# What is a Probabilty Density Function?

1. Jan 27, 2015

### Mr Davis 97

What really is a probability density function for continuous random variables? I know that the probability for a single value occurring in a continuous probability distribution is so infinitesimal that it is considered 0, which is why we use the cumulative distribution function that is the the integral of the PDF from -∞ to some number x. However, if any single value in the PDF is 0, then how to we get a density curve and how are we able to integrate the PDF if all of its values (probabilities) are zero?

2. Jan 27, 2015

### pwsnafu

Why do you think this is possible?

Hint: write down the definition of density function. It contradicts the part I quoted. Where?

Last edited: Jan 27, 2015
3. Jan 27, 2015

### Stephen Tashi

You can equally well ask: what is a mass density function for physical object? For example if a rod lying along the x-axis has a variable mass density, we can give it a mass density function that is a function of x. There is a mass density "at point x", but the mass "at point x" is zero. A probability mass density function is no more and no less mysterious than a physical mass density function.

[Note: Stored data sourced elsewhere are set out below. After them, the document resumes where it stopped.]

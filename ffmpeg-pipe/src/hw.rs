//! Hardware device handling and surface-format negotiation.
//!
//! Resolves the device type by name, owns the `AVHWDeviceContext` reference a
//! decoder session binds to, and picks the pixel format the session must
//! request from the codec.

use std::ffi::{CStr, CString};
use std::ptr;

use ffmpeg_next::codec;
use ffmpeg_next::ffi;
use ffmpeg_next::format::Pixel;

use crate::error::{Error, Result};

/// Look up a hardware device type by name (e.g. "drm", "vaapi", "cuda").
pub fn find_device_type(name: &str) -> Result<ffi::AVHWDeviceType> {
    let unsupported = || Error::UnsupportedDevice {
        name: name.to_string(),
        available: available_device_types(),
    };
    let cname = CString::new(name).map_err(|_| unsupported())?;
    let device_type = unsafe { ffi::av_hwdevice_find_type_by_name(cname.as_ptr()) };
    if device_type == ffi::AVHWDeviceType::AV_HWDEVICE_TYPE_NONE {
        return Err(unsupported());
    }
    Ok(device_type)
}

/// Names of every hardware device type this FFmpeg build knows about.
pub fn available_device_types() -> Vec<String> {
    let mut names = Vec::new();
    let mut device_type = ffi::AVHWDeviceType::AV_HWDEVICE_TYPE_NONE;
    loop {
        device_type = unsafe { ffi::av_hwdevice_iterate_types(device_type) };
        if device_type == ffi::AVHWDeviceType::AV_HWDEVICE_TYPE_NONE {
            return names;
        }
        names.push(device_type_name(device_type));
    }
}

pub(crate) fn device_type_name(device_type: ffi::AVHWDeviceType) -> String {
    let name = unsafe { ffi::av_hwdevice_get_type_name(device_type) };
    if name.is_null() {
        return "unknown".to_string();
    }
    unsafe { CStr::from_ptr(name) }
        .to_string_lossy()
        .into_owned()
}

/// Owned reference to an `AVHWDeviceContext`. Created once per decoder
/// session and released when the session tears down.
pub struct HwDeviceCtx {
    ptr: *mut ffi::AVBufferRef,
}

impl HwDeviceCtx {
    pub fn new(device_type: ffi::AVHWDeviceType) -> Result<Self> {
        let mut ptr: *mut ffi::AVBufferRef = ptr::null_mut();
        let ret = unsafe {
            ffi::av_hwdevice_ctx_create(&mut ptr, device_type, ptr::null(), ptr::null_mut(), 0)
        };
        if ret < 0 || ptr.is_null() {
            return Err(Error::DeviceInit(ffmpeg_next::Error::from(ret)));
        }
        log::debug!("created {} device context", device_type_name(device_type));
        Ok(Self { ptr })
    }

    pub(crate) fn as_ptr(&self) -> *mut ffi::AVBufferRef {
        self.ptr
    }
}

impl Drop for HwDeviceCtx {
    fn drop(&mut self) {
        if !self.ptr.is_null() {
            unsafe { ffi::av_buffer_unref(&mut self.ptr) };
        }
    }
}

/// Result of format negotiation: the decoder implementation to open and the
/// hardware surface format the session must request from it.
pub struct Negotiated {
    pub codec: codec::Codec,
    pub hw_format: Pixel,
}

struct HwConfigEntry {
    methods: u32,
    device_type: ffi::AVHWDeviceType,
    pix_fmt: Pixel,
}

/// First advertised configuration offering device-context style acceleration
/// on `device_type`, scanned in order.
fn device_ctx_format(
    entries: &[HwConfigEntry],
    device_type: ffi::AVHWDeviceType,
) -> Option<Pixel> {
    entries
        .iter()
        .find(|entry| {
            entry.methods & ffi::AV_CODEC_HW_CONFIG_METHOD_HW_DEVICE_CTX != 0
                && entry.device_type == device_type
        })
        .map(|entry| entry.pix_fmt)
}

fn hw_configs(codec: &codec::Codec) -> Vec<HwConfigEntry> {
    let mut entries = Vec::new();
    for index in 0.. {
        let config = unsafe { ffi::avcodec_get_hw_config(codec.as_ptr(), index) };
        if config.is_null() {
            break;
        }
        let config = unsafe { &*config };
        entries.push(HwConfigEntry {
            methods: config.methods as u32,
            device_type: config.device_type,
            pix_fmt: Pixel::from(config.pix_fmt),
        });
    }
    entries
}

/// Pick the decoder and surface format for `codec_id` on `device_type`.
pub fn negotiate(codec_id: codec::Id, device_type: ffi::AVHWDeviceType) -> Result<Negotiated> {
    // The stateful v4l2 m2m decoders do not advertise device-ctx configs, so
    // H.264 goes straight to the dedicated wrapper emitting DRM PRIME frames.
    if codec_id == codec::Id::H264 {
        let codec = ffmpeg_next::decoder::find_by_name("h264_v4l2m2m").ok_or_else(|| {
            Error::UnsupportedConfiguration {
                decoder: "h264_v4l2m2m".to_string(),
                device: device_type_name(device_type),
            }
        })?;
        log::info!("using {} with DRM PRIME output", codec.name());
        return Ok(Negotiated {
            codec,
            hw_format: Pixel::DRM_PRIME,
        });
    }

    let codec = ffmpeg_next::decoder::find(codec_id).ok_or(Error::DecoderNotFound(codec_id))?;
    match device_ctx_format(&hw_configs(&codec), device_type) {
        Some(hw_format) => {
            log::info!(
                "decoder {} negotiated {:?} on {}",
                codec.name(),
                hw_format,
                device_type_name(device_type)
            );
            Ok(Negotiated { codec, hw_format })
        }
        None => Err(Error::UnsupportedConfiguration {
            decoder: codec.name().to_string(),
            device: device_type_name(device_type),
        }),
    }
}

/// `AVCodecContext.get_format` callback. The negotiated surface format is
/// stored in the context's `opaque` field by [`crate::decoder::HwDecoder`],
/// so no shared mutable state is involved.
pub(crate) unsafe extern "C" fn select_hw_format(
    ctx: *mut ffi::AVCodecContext,
    mut formats: *const ffi::AVPixelFormat,
) -> ffi::AVPixelFormat {
    unsafe {
        let wanted = (*ctx).opaque as usize as i32;
        while *formats != ffi::AVPixelFormat::AV_PIX_FMT_NONE {
            if *formats as i32 == wanted {
                return *formats;
            }
            formats = formats.add(1);
        }
    }
    log::error!("decoder did not offer the negotiated hardware surface format");
    ffi::AVPixelFormat::AV_PIX_FMT_NONE
}

#[cfg(test)]
mod tests {
    use super::*;

    fn entry(methods: u32, device_type: ffi::AVHWDeviceType, pix_fmt: Pixel) -> HwConfigEntry {
        HwConfigEntry {
            methods,
            device_type,
            pix_fmt,
        }
    }

    #[test]
    fn scan_returns_first_device_ctx_match_in_order() {
        let drm = ffi::AVHWDeviceType::AV_HWDEVICE_TYPE_DRM;
        let vaapi = ffi::AVHWDeviceType::AV_HWDEVICE_TYPE_VAAPI;
        let entries = vec![
            // right method, wrong device type
            entry(ffi::AV_CODEC_HW_CONFIG_METHOD_HW_DEVICE_CTX, vaapi, Pixel::VAAPI),
            // right device type, wrong method
            entry(ffi::AV_CODEC_HW_CONFIG_METHOD_INTERNAL, drm, Pixel::NV12),
            entry(
                ffi::AV_CODEC_HW_CONFIG_METHOD_HW_DEVICE_CTX,
                drm,
                Pixel::DRM_PRIME,
            ),
        ];
        assert_eq!(device_ctx_format(&entries, drm), Some(Pixel::DRM_PRIME));
    }

    #[test]
    fn scan_without_a_match_is_none() {
        let drm = ffi::AVHWDeviceType::AV_HWDEVICE_TYPE_DRM;
        let vaapi = ffi::AVHWDeviceType::AV_HWDEVICE_TYPE_VAAPI;
        assert_eq!(device_ctx_format(&[], drm), None);
        let entries = vec![entry(
            ffi::AV_CODEC_HW_CONFIG_METHOD_HW_DEVICE_CTX,
            vaapi,
            Pixel::VAAPI,
        )];
        assert_eq!(device_ctx_format(&entries, drm), None);
    }

    #[test]
    fn unknown_device_type_is_rejected() {
        match find_device_type("no-such-device") {
            Err(Error::UnsupportedDevice { name, .. }) => assert_eq!(name, "no-such-device"),
            Err(other) => panic!("expected UnsupportedDevice, got {other}"),
            Ok(_) => panic!("expected UnsupportedDevice"),
        }
    }

    #[test]
    fn h264_negotiates_the_m2m_wrapper() {
        if ffmpeg_next::decoder::find_by_name("h264_v4l2m2m").is_none() {
            eprintln!("skip: h264_v4l2m2m not in this FFmpeg build");
            return;
        }
        let drm = ffi::AVHWDeviceType::AV_HWDEVICE_TYPE_DRM;
        let negotiated = negotiate(codec::Id::H264, drm).unwrap();
        assert_eq!(negotiated.codec.name(), "h264_v4l2m2m");
        assert_eq!(negotiated.hw_format, Pixel::DRM_PRIME);
    }
}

It is not physically possible to "take a point" from the rod and put it in a sample dish. It's also not physically possible to take a random sample from a continuous probability distribution.

4. Jan 28, 2015

### mathman

In simplest terms, a probability density function is the derivative of a (nice) probability distribution function.

Specifically, "nice" functions are absolutely continuous.

5. Jan 30, 2015

### Stephen Tashi

To repeat pwnsnafu's comment. the values of a PDF f(x) need not be zero. You are saying "any single value in the PDF" when you mean "the probability of a single value of x computed by using the PDF". If f(x) is a probability density then f(x) is not equal to "the probability that the outcome is x". Instead, f(x) is equal to the probability density at x.

By analogy, the density of an object can be 1 gram per cubic centimeter at a point (x,y,z) without claiming that there is any mass "at" the point (x,y,z).

How do you get a mass density function if the mass of each point is zero? You take a limit of the mass per unit volume of sequence of volumes that shrink around the point. The probability density at x can be found by taking the limit of ( the probability of the event [x, x+ h]) / h as h approaches zero. This amounts to taking the derivative of the cumulative distribution and evaluating the derivative at x.

As noted, above, the values of a PDF are not all zero.